Dataset entries
□ □ □ □

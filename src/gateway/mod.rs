//! Canister gateway core.
//!
//! # Data Flow
//! ```text
//! InboundRequest
//!     → routing (api / reserved / canister / passthrough / unresolved)
//!     → identity.rs      (canister id from host, referrer, query)
//!     → orchestrator.rs  (query call, one optional update call)
//!     → streaming.rs     (remaining chunks, in order)
//!     → codec.rs         (content decoding)
//!     → verification.rs  (certificate gate, raw body then decoded body)
//!     → assembler.rs     (OutboundResponse)
//! ```
//!
//! # Design Decisions
//! - The canister id is resolved once and used for every call of a request
//! - Every failure becomes an `OutboundResponse`; nothing escapes as a fault
//! - Network access only through the traits in `transport.rs`
//! - RPC and `/api/` traffic never targets the inbound origin, which would
//!   route it back into this gateway
//! - Foreign-origin passthrough trusts the client's `Host` header; restrict it
//!   with `security.passthrough_hosts` when the gateway is reachable publicly

pub mod assembler;
pub mod certificate;
pub mod codec;
pub mod error;
pub mod identity;
pub mod orchestrator;
pub mod streaming;
pub mod transport;
pub mod types;
pub mod verification;

use std::sync::Arc;
use std::time::Instant;

use candid::Principal;
use url::Url;

use crate::config::GatewayConfig;
use crate::gateway::assembler::CanisterHeaders;
use crate::gateway::error::{FetchError, GatewayError, GatewayResult, TransportError};
use crate::gateway::identity::{DomainResolver, InvalidAlias};
use crate::gateway::orchestrator::Forwarded;
use crate::gateway::transport::{BodyVerifier, Fetcher, TransportFactory};
use crate::gateway::types::{InboundRequest, OutboundResponse, RpcRequest};
use crate::gateway::verification::{VerificationGate, VerificationInput};
use crate::observability::metrics;
use crate::routing::{Route, Router};

/// The request pipeline with its collaborators.
///
/// Built once at startup and shared by every request; holds no mutable state.
pub struct Gateway {
    router: Router,
    transports: Arc<dyn TransportFactory>,
    gate: VerificationGate,
    fetcher: Arc<dyn Fetcher>,
    replica_url: Option<Url>,
    passthrough_hosts: Vec<String>,
}

impl Gateway {
    pub fn new(
        resolver: DomainResolver,
        transports: Arc<dyn TransportFactory>,
        verifier: Arc<dyn BodyVerifier>,
        fetcher: Arc<dyn Fetcher>,
    ) -> Self {
        Self {
            router: Router::new(Arc::new(resolver)),
            transports,
            gate: VerificationGate::new(verifier),
            fetcher,
            replica_url: None,
            passthrough_hosts: Vec::new(),
        }
    }

    /// Send every RPC and `/api/` request to `url` instead of the origin
    /// derived from the request host.
    pub fn with_replica_url(mut self, url: Option<Url>) -> Self {
        self.replica_url = url;
        self
    }

    /// Restrict foreign-origin passthrough to these hosts and their
    /// subdomains. Empty allows any host.
    pub fn with_passthrough_hosts(mut self, hosts: Vec<String>) -> Self {
        self.passthrough_hosts = hosts
            .into_iter()
            .map(|host| host.trim().trim_start_matches('.').to_ascii_lowercase())
            .collect();
        self
    }

    /// Build a gateway from validated configuration.
    pub fn from_config(
        config: &GatewayConfig,
        transports: Arc<dyn TransportFactory>,
        verifier: Arc<dyn BodyVerifier>,
        fetcher: Arc<dyn Fetcher>,
    ) -> Result<Self, InvalidAlias> {
        let resolver = DomainResolver::from_config(&config.domain)?;
        let replica_url = config.replica_url().and_then(|url| Url::parse(url).ok());

        Ok(Self::new(resolver, transports, verifier, fetcher)
            .with_replica_url(replica_url)
            .with_passthrough_hosts(config.security.passthrough_hosts.clone()))
    }

    pub fn resolver(&self) -> &DomainResolver {
        self.router.resolver()
    }

    /// Handle one request. Never fails: errors become error responses.
    pub async fn handle(&self, request: InboundRequest) -> OutboundResponse {
        let start = Instant::now();
        let route = self.router.route(&request);

        tracing::debug!(
            method = %request.method,
            url = %request.url,
            route = route.name(),
            "Routing request"
        );

        let result = match route {
            Route::Api => self.forward_api(&request).await,
            Route::Reserved => Err(GatewayError::ReservedPath),
            Route::Canister(canister_id) => self.serve_canister(canister_id, &request).await,
            Route::Passthrough => self.passthrough(&request).await,
            Route::Unresolved => {
                tracing::error!(url = %request.url, "URL did not resolve to a canister ID");
                Err(GatewayError::UnresolvedIdentity)
            }
        };

        let response = result.unwrap_or_else(|err| {
            match &err {
                GatewayError::RedirectRefused
                | GatewayError::VerificationFailed
                | GatewayError::UnresolvedIdentity
                | GatewayError::ReservedPath => {}
                other => {
                    tracing::error!(url = %request.url, error = %other, "Failed to fetch response")
                }
            }
            metrics::record_error(err.kind());
            err.into_response()
        });

        metrics::record_request(route.name(), response.status, start);
        response
    }

    /// Query, upgrade, reassemble, decode and verify.
    async fn serve_canister(
        &self,
        canister_id: Principal,
        request: &InboundRequest,
    ) -> GatewayResult<OutboundResponse> {
        let origin = self.replica_origin(&request.url)?;
        let transport = self.transports.connect(&origin).await?;

        let rpc_request = RpcRequest::from_inbound(request);
        let Forwarded { response, upgraded } =
            orchestrator::forward(transport.as_ref(), canister_id, &rpc_request).await?;

        let CanisterHeaders {
            headers,
            material,
            encoding,
        } = CanisterHeaders::split(response.headers);

        let raw_body = streaming::reassemble(
            transport.as_ref(),
            canister_id,
            response.body,
            response.streaming,
        )
        .await?;
        let decoded_body = codec::decode_body(&raw_body, &encoding)?;

        let outcome = self
            .gate
            .accept(
                transport.as_ref(),
                VerificationInput {
                    canister_id,
                    path: request.url.path(),
                    raw_body: &raw_body,
                    decoded_body: &decoded_body,
                    material: &material,
                    upgraded,
                },
            )
            .await;

        if !outcome.is_accepted() {
            tracing::error!(
                canister_id = %canister_id,
                path = %request.url.path(),
                outcome = outcome.as_str(),
                "Body does not pass verification"
            );
            return Err(GatewayError::VerificationFailed);
        }

        tracing::debug!(
            canister_id = %canister_id,
            status = response.status_code,
            outcome = outcome.as_str(),
            bytes = decoded_body.len(),
            "Serving verified response"
        );

        assembler::assemble(response.status_code, headers, decoded_body)
    }

    /// Forward `/api/` traffic to the replica, tagged as opaque CBOR.
    async fn forward_api(&self, request: &InboundRequest) -> GatewayResult<OutboundResponse> {
        let origin = self.replica_origin(&request.url)?;
        let target = origin
            .join(&request.path_and_query())
            .map_err(|_| TransportError::InvalidOrigin(origin.to_string()))?;

        let response = self.fetcher.fetch(&target, request).await?;
        Ok(assembler::sanitize_api_response(response))
    }

    /// Fetch a foreign or raw origin without verification.
    async fn passthrough(&self, request: &InboundRequest) -> GatewayResult<OutboundResponse> {
        let host = request.hostname();
        if !self.passthrough_allowed(host) {
            tracing::warn!(url = %request.url, "Passthrough host not allowed");
            return Err(FetchError::HostNotAllowed(host.to_string()).into());
        }

        tracing::info!(url = %request.url, "Direct call");
        Ok(self.fetcher.fetch(&request.url, request).await?)
    }

    /// Hosts under the root domain (the `raw.` subdomain) are always allowed.
    fn passthrough_allowed(&self, host: &str) -> bool {
        if self.passthrough_hosts.is_empty() {
            return true;
        }
        let root = self.resolver().root_domain();
        std::iter::once(root)
            .chain(self.passthrough_hosts.iter().map(String::as_str))
            .any(|allowed| host == allowed || host.ends_with(&format!(".{}", allowed)))
    }

    /// Replica origin for a request.
    ///
    /// The configured replica when set, otherwise `<scheme>://<suffix>` when
    /// the host splits into a canister id and a suffix, else
    /// `<scheme>://<root>`. Never the request's own origin.
    fn replica_origin(&self, url: &Url) -> Result<Url, TransportError> {
        if let Some(replica_url) = &self.replica_url {
            return Ok(replica_url.clone());
        }

        let domain = url
            .host_str()
            .and_then(|host| self.resolver().split_hostname(host))
            .map(|(_, domain)| domain)
            .unwrap_or_else(|| self.resolver().root_domain().to_string());

        let origin = format!("{}://{}", url.scheme(), domain);
        let parsed = Url::parse(&origin).map_err(|_| TransportError::InvalidOrigin(origin))?;
        if parsed.origin() == url.origin() {
            return Err(TransportError::InvalidOrigin(format!(
                "'{}' is this gateway",
                parsed
            )));
        }
        Ok(parsed)
    }
}

impl std::fmt::Debug for Gateway {
    fn fmt(&self, f: &mut std::fmt::Formatter<'_>) -> std::fmt::Result {
        f.debug_struct("Gateway")
            .field("root_domain", &self.resolver().root_domain())
            .field("local_mode", &self.resolver().is_local_mode())
            .field("replica_url", &self.replica_url)
            .field("passthrough_hosts", &self.passthrough_hosts)
            .finish()
    }
}
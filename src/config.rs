//! Configuration loader and schema types.
//!
//! This module exposes the configuration schema used to drive runtime
//! behavior and helpers to load configuration from disk.

mod load;
mod schema;

pub use schema::*;

#[cfg(test)]
mod tests;
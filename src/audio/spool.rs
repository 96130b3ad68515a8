//! Transient byte spools for tracks that are not directly decodable from
//! disk, plus the ledger that counts live handles.
//!
//! A `Spool` is the transient resource handle of the player: the backing
//! temp file is deleted the moment the handle drops. The controller holds
//! at most one; probes create their own short-lived ones.

use std::io::{self, Write};
use std::path::Path;
use std::sync::Arc;
use std::sync::atomic::{AtomicUsize, Ordering};

use tempfile::NamedTempFile;

/// Shared counter of live spool handles.
#[derive(Clone)]
pub struct SpoolLedger(Arc<AtomicUsize>);

impl SpoolLedger {
    pub fn new() -> Self {
        Self(Arc::new(AtomicUsize::new(0)))
    }

    /// Number of spools currently alive.
    pub fn alive(&self) -> usize {
        self.0.load(Ordering::SeqCst)
    }
}

impl Default for SpoolLedger {
    fn default() -> Self {
        Self::new()
    }
}

/// A temp file holding one track's bytes; released (file deleted) on drop.
pub struct Spool {
    file: NamedTempFile,
    ledger: Arc<AtomicUsize>,
}

impl Spool {
    /// Spool `bytes` into a fresh temp file. `suffix` keeps the source
    /// extension so decoders can guess the format from the path.
    pub fn write(bytes: &[u8], suffix: &str, ledger: &SpoolLedger) -> io::Result<Self> {
        let mut file = tempfile::Builder::new()
            .prefix("ghostwave-")
            .suffix(suffix)
            .tempfile()?;
        file.write_all(bytes)?;
        file.flush()?;

        ledger.0.fetch_add(1, Ordering::SeqCst);
        Ok(Self {
            file,
            ledger: ledger.0.clone(),
        })
    }

    pub fn path(&self) -> &Path {
        self.file.path()
    }
}

impl Drop for Spool {
    fn drop(&mut self) {
        self.ledger.fetch_sub(1, Ordering::SeqCst);
    }
}
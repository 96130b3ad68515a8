use std::env;
use std::fs::File;

use log::LevelFilter;
use simplelog::{Config, WriteLogger};

/// Wire up file logging when `GHOSTWAVE_LOG` names a path. Without it no
/// logger is installed and log macros are no-ops, which keeps the
/// alternate screen clean.
pub fn init() {
    let Ok(path) = env::var("GHOSTWAVE_LOG") else {
        return;
    };
    match File::create(&path) {
        Ok(file) => {
            let _ = WriteLogger::init(LevelFilter::Debug, Config::default(), file);
        }
        Err(e) => eprintln!("ghostwave: cannot open log file {path}: {e}"),
    }
}
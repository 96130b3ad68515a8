//! Source wrapper that mirrors every played sample into the scope ring.
//!
//! This is the signal-analysis graph of the player: it sits between the
//! decoder and the sink, so whatever reaches the output also reaches the
//! visualizer.

use std::time::Duration;

use rodio::Source;

use crate::wave::ScopeHandle;

const CHUNK: usize = 1024;

pub struct Tap<S> {
    inner: S,
    scope: ScopeHandle,
    chunk: Vec<f32>,
}

impl<S> Tap<S> {
    pub fn new(inner: S, scope: ScopeHandle) -> Self {
        Self {
            inner,
            scope,
            chunk: Vec::with_capacity(CHUNK),
        }
    }
}

impl<S: Source> Iterator for Tap<S> {
    type Item = f32;

    fn next(&mut self) -> Option<Self::Item> {
        let sample = self.inner.next()?;
        self.chunk.push(sample);

        // Hand samples over in chunks to keep lock traffic off the mixer's
        // per-sample path.
        if self.chunk.len() >= CHUNK {
            if let Ok(mut scope) = self.scope.lock() {
                scope.push_samples(&self.chunk);
            }
            self.chunk.clear();
        }

        Some(sample)
    }
}

impl<S: Source> Source for Tap<S> {
    fn current_span_len(&self) -> Option<usize> {
        self.inner.current_span_len()
    }

    fn channels(&self) -> u16 {
        self.inner.channels()
    }

    fn sample_rate(&self) -> u32 {
        self.inner.sample_rate()
    }

    fn total_duration(&self) -> Option<Duration> {
        self.inner.total_duration()
    }
}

□ □ □ □

Your answer must consist only of the lines from the start of the records above through the line with "pub struct Gateway", each retyped exactly.

filename src/gateway/mod.rs
//! Canister gateway core.
//!
//! # Data Flow
//! ```text
//! InboundRequest
//!     → routing (api / reserved / canister / passthrough / unresolved)
//!     → identity.rs      (canister id from host, referrer, query)
//!     → orchestrator.rs  (query call, one optional update call)
//!     → streaming.rs     (remaining chunks, in order)
//!     → codec.rs         (content decoding)
//!     → verification.rs  (certificate gate, raw body then decoded body)
//!     → assembler.rs     (OutboundResponse)
//! ```
//!
//! # Design Decisions
//! - The canister id is resolved once and used for every call of a request
//! - Every failure becomes an `OutboundResponse`; nothing escapes as a fault
//! - Network access only through the traits in `transport.rs`
//! - RPC and `/api/` traffic never targets the inbound origin, which would
//!   route it back into this gateway
//! - Foreign-origin passthrough trusts the client's `Host` header; restrict it
//!   with `security.passthrough_hosts` when the gateway is reachable publicly

pub mod assembler;
pub mod certificate;
pub mod codec;
pub mod error;
pub mod identity;
pub mod orchestrator;
pub mod streaming;
pub mod transport;
pub mod types;
pub mod verification;

use std::sync::Arc;
use std::time::Instant;

use candid::Principal;
use url::Url;

use crate::config::GatewayConfig;
use crate::gateway::assembler::CanisterHeaders;
use crate::gateway::error::{FetchError, GatewayError, GatewayResult, TransportError};
use crate::gateway::identity::{DomainResolver, InvalidAlias};
use crate::gateway::orchestrator::Forwarded;
use crate::gateway::transport::{BodyVerifier, Fetcher, TransportFactory};
use crate::gateway::types::{InboundRequest, OutboundResponse, RpcRequest};
use crate::gateway::verification::{VerificationGate, VerificationInput};
use crate::observability::metrics;
use crate::routing::{Route, Router};

/// The request pipeline with its collaborators.
///
/// Built once at startup and shared by every request; holds no mutable state.
pub struct Gateway {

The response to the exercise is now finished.